Your assignment: Output everything in the listing exactly, with no line missing.
[Entries supplied]
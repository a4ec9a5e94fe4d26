//! The 3×3 game grid.
//!
//! Pure state, no locking: the peer core serializes all access through its
//! session lock. `check()` scans rows and columns first, then the diagonals
//! (only when the center cell is occupied), then falls through to the
//! draw/ongoing decision.

use std::fmt;

use serde::{Deserialize, Serialize};

/// A player mark.
#[derive(Debug, Clone, Copy, PartialEq, Eq, Serialize, Deserialize)]
pub enum Symbol {
    X,
    O,
}

impl Symbol {
    /// The other player's mark.
    pub fn flip(self) -> Self {
        match self {
            Symbol::X => Symbol::O,
            Symbol::O => Symbol::X,
        }
    }
}

impl fmt::Display for Symbol {
    fn fmt(&self, f: &mut fmt::Formatter<'_>) -> fmt::Result {
        f.write_str(match self {
            Symbol::X => "X",
            Symbol::O => "O",
        })
    }
}

/// State of a game after a move: a winner, a draw, or still running.
#[derive(Debug, Clone, Copy, PartialEq, Eq, Serialize, Deserialize)]
#[serde(rename_all = "snake_case")]
pub enum Outcome {
    Win(Symbol),
    Draw,
    Ongoing,
}

impl Outcome {
    /// True when the game is over.
    pub fn is_terminal(self) -> bool {
        !matches!(self, Outcome::Ongoing)
    }
}

/// The 3×3 grid.
#[derive(Debug, Clone, Default)]
pub struct Board {
    cells: [[Option<Symbol>; 3]; 3],
}

impl Board {
    pub fn new() -> Self {
        Self::default()
    }

    /// Empty every cell.
    pub fn reset(&mut self) {
        self.cells = Default::default();
    }

    /// True when the coordinates are on the grid and the cell is free.
    pub fn is_valid(&self, row: i32, col: i32) -> bool {
        (0..3).contains(&row)
            && (0..3).contains(&col)
            && self.cells[row as usize][col as usize].is_none()
    }

    /// Place a mark. Callers check [`Board::is_valid`] first.
    pub fn apply(&mut self, row: i32, col: i32, symbol: Symbol) {
        debug_assert!(self.is_valid(row, col));
        self.cells[row as usize][col as usize] = Some(symbol);
    }

    /// Scan for a winner, a draw, or an unfinished game.
    pub fn check(&self) -> Outcome {
        let c = &self.cells;

        for i in 0..3 {
            if let Some(s) = c[i][0] {
                if c[i][1] == Some(s) && c[i][2] == Some(s) {
                    return Outcome::Win(s);
                }
            }
            if let Some(s) = c[0][i] {
                if c[1][i] == Some(s) && c[2][i] == Some(s) {
                    return Outcome::Win(s);
                }
            }
        }

        // Diagonals share the center: nothing to scan while it is empty.
        if let Some(center) = c[1][1] {
            let main = c[0][0] == Some(center) && c[2][2] == Some(center);
            let anti = c[0][2] == Some(center) && c[2][0] == Some(center);
            if main || anti {
                return Outcome::Win(center);
            }
        }

        if c.iter().flatten().all(|cell| cell.is_some()) {
            Outcome::Draw
        } else {
            Outcome::Ongoing
        }
    }

    /// Textual grid: cells joined by `|`, rows separated by a dash line.
    pub fn render(&self) -> String {
        let mut out = String::new();
        for (r, row) in self.cells.iter().enumerate() {
            for (i, cell) in row.iter().enumerate() {
                if i > 0 {
                    out.push('|');
                }
                out.push(match cell {
                    Some(Symbol::X) => 'X',
                    Some(Symbol::O) => 'O',
                    None => ' ',
                });
            }
            if r < 2 {
                out.push('\n');
                out.push_str("-----");
                out.push('\n');
            }
        }
        out
    }
}
use crate::Result;
use async_trait::async_trait;
use std::time::Duration;

/// Pluggable backend for the shared TTL key-value store.
///
/// Implementations must be safe under arbitrary concurrent use; the two
/// conditional primitives must be atomic with respect to each other and to
/// plain writes on the same key. `ttl: None` means the entry never expires.
#[async_trait]
pub trait StoreBackend: Send + Sync {
    async fn get(&self, key: &str) -> Result<Option<Vec<u8>>>;

    async fn set(&self, key: &str, value: &[u8], ttl: Option<Duration>) -> Result<()>;

    /// Returns true if the key existed.
    async fn delete(&self, key: &str) -> Result<bool>;

    /// Atomically stores `value` only if `key` is absent (or expired).
    /// Returns true when the write happened, false when the key was held.
    async fn set_if_absent(&self, key: &str, value: &[u8], ttl: Option<Duration>) -> Result<bool>;

    /// Atomically increments the counter at `key` if its current value is
    /// below `ceiling`. Returns the new count, or `None` when the counter
    /// is already at or above the ceiling (no increment performed).
    ///
    /// A missing or expired key counts as zero. The TTL is applied when the
    /// counter is first created and left untouched afterwards.
    async fn increment_if_below(
        &self,
        key: &str,
        ceiling: u64,
        ttl: Option<Duration>,
    ) -> Result<Option<u64>>;

    fn name(&self) -> &'static str;
}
[/Entries supplied]
Output for this exercise:
repository a4ec9a5e94fe4d26
//! The 3×3 game grid.
//!
//! Pure state, no locking: the peer core serializes all access through its
//! session lock. `check()` scans rows and columns first, then the diagonals
//! (only when the center cell is occupied), then falls through to the
//! draw/ongoing decision.

use std::fmt;

use serde::{Deserialize, Serialize};

/// A player mark.
#[derive(Debug, Clone, Copy, PartialEq, Eq, Serialize, Deserialize)]
pub enum Symbol {
    X,
    O,
}

impl Symbol {
    /// The other player's mark.
    pub fn flip(self) -> Self {
        match self {
            Symbol::X => Symbol::O,
            Symbol::O => Symbol::X,
        }
    }
}

impl fmt::Display for Symbol {
    fn fmt(&self, f: &mut fmt::Formatter<'_>) -> fmt::Result {
        f.write_str(match self {
            Symbol::X => "X",
            Symbol::O => "O",
        })
    }
}

/// State of a game after a move: a winner, a draw, or still running.
#[derive(Debug, Clone, Copy, PartialEq, Eq, Serialize, Deserialize)]
#[serde(rename_all = "snake_case")]
pub enum Outcome {
    Win(Symbol),
    Draw,
    Ongoing,
}

impl Outcome {
    /// True when the game is over.
    pub fn is_terminal(self) -> bool {
        !matches!(self, Outcome::Ongoing)
    }
}

/// The 3×3 grid.
#[derive(Debug, Clone, Default)]
pub struct Board {
    cells: [[Option<Symbol>; 3]; 3],
}

impl Board {
    pub fn new() -> Self {
        Self::default()
    }

    /// Empty every cell.
    pub fn reset(&mut self) {
        self.cells = Default::default();
    }

    /// True when the coordinates are on the grid and the cell is free.
    pub fn is_valid(&self, row: i32, col: i32) -> bool {
        (0..3).contains(&row)
            && (0..3).contains(&col)
            && self.cells[row as usize][col as usize].is_none()
    }

    /// Place a mark. Callers check [`Board::is_valid`] first.
    pub fn apply(&mut self, row: i32, col: i32, symbol: Symbol) {
        debug_assert!(self.is_valid(row, col));
        self.cells[row as usize][col as usize] = Some(symbol);
    }

    /// Scan for a winner, a draw, or an unfinished game.
    pub fn check(&self) -> Outcome {
        let c = &self.cells;

        for i in 0..3 {
            if let Some(s) = c[i][0] {
                if c[i][1] == Some(s) && c[i][2] == Some(s) {
                    return Outcome::Win(s);
                }
            }
            if let Some(s) = c[0][i] {
                if c[1][i] == Some(s) && c[2][i] == Some(s) {
                    return Outcome::Win(s);
                }
            }
        }

        // Diagonals share the center: nothing to scan while it is empty.
        if let Some(center) = c[1][1] {
            let main = c[0][0] == Some(center) && c[2][2] == Some(center);
            let anti = c[0][2] == Some(center) && c[2][0] == Some(center);
            if main || anti {
                return Outcome::Win(center);
            }
        }

        if c.iter().flatten().all(|cell| cell.is_some()) {
            Outcome::Draw
        } else {
            Outcome::Ongoing
        }
    }

    /// Textual grid: cells joined by `|`, rows separated by a dash line.
    pub fn render(&self) -> String {
        let mut out = String::new();
        for (r, row) in self.cells.iter().enumerate() {
            for (i, cell) in row.iter().enumerate() {
                if i > 0 {
                    out.push('|');
                }
                out.push(match cell {
                    Some(Symbol::X) => 'X',
                    Some(Symbol::O) => 'O',
                    None => ' ',
                });
            }
            if r < 2 {
                out.push('\n');
                out.push_str("-----");
                out.push('\n');
            }
        }
        out
    }
}
use crate::Result;
use async_trait::async_trait;
use std::time::Duration;

/// Pluggable backend for the shared TTL key-value store.
///
/// Implementations must be safe under arbitrary concurrent use; the two
/// conditional primitives must be atomic with respect to each other and to
/// plain writes on the same key. `ttl: None` means the entry never expires.
#[async_trait]
pub trait StoreBackend: Send + Sync {
    async fn get(&self, key: &str) -> Result<Option<Vec<u8>>>;

    async fn set(&self, key: &str, value: &[u8], ttl: Option<Duration>) -> Result<()>;

    /// Returns true if the key existed.
    async fn delete(&self, key: &str) -> Result<bool>;

    /// Atomically stores `value` only if `key` is absent (or expired).
    /// Returns true when the write happened, false when the key was held.
    async fn set_if_absent(&self, key: &str, value: &[u8], ttl: Option<Duration>) -> Result<bool>;

    /// Atomically increments the counter at `key` if its current value is
    /// below `ceiling`. Returns the new count, or `None` when the counter
    /// is already at or above the ceiling (no increment performed).
    ///
    /// A missing or expired key counts as zero. The TTL is applied when the
    /// counter is first created and left untouched afterwards.
    async fn increment_if_below(
        &self,
        key: &str,
        ceiling: u64,
        ttl: Option<Duration>,
    ) -> Result<Option<u64>>;

    fn name(&self) -> &'static str;
}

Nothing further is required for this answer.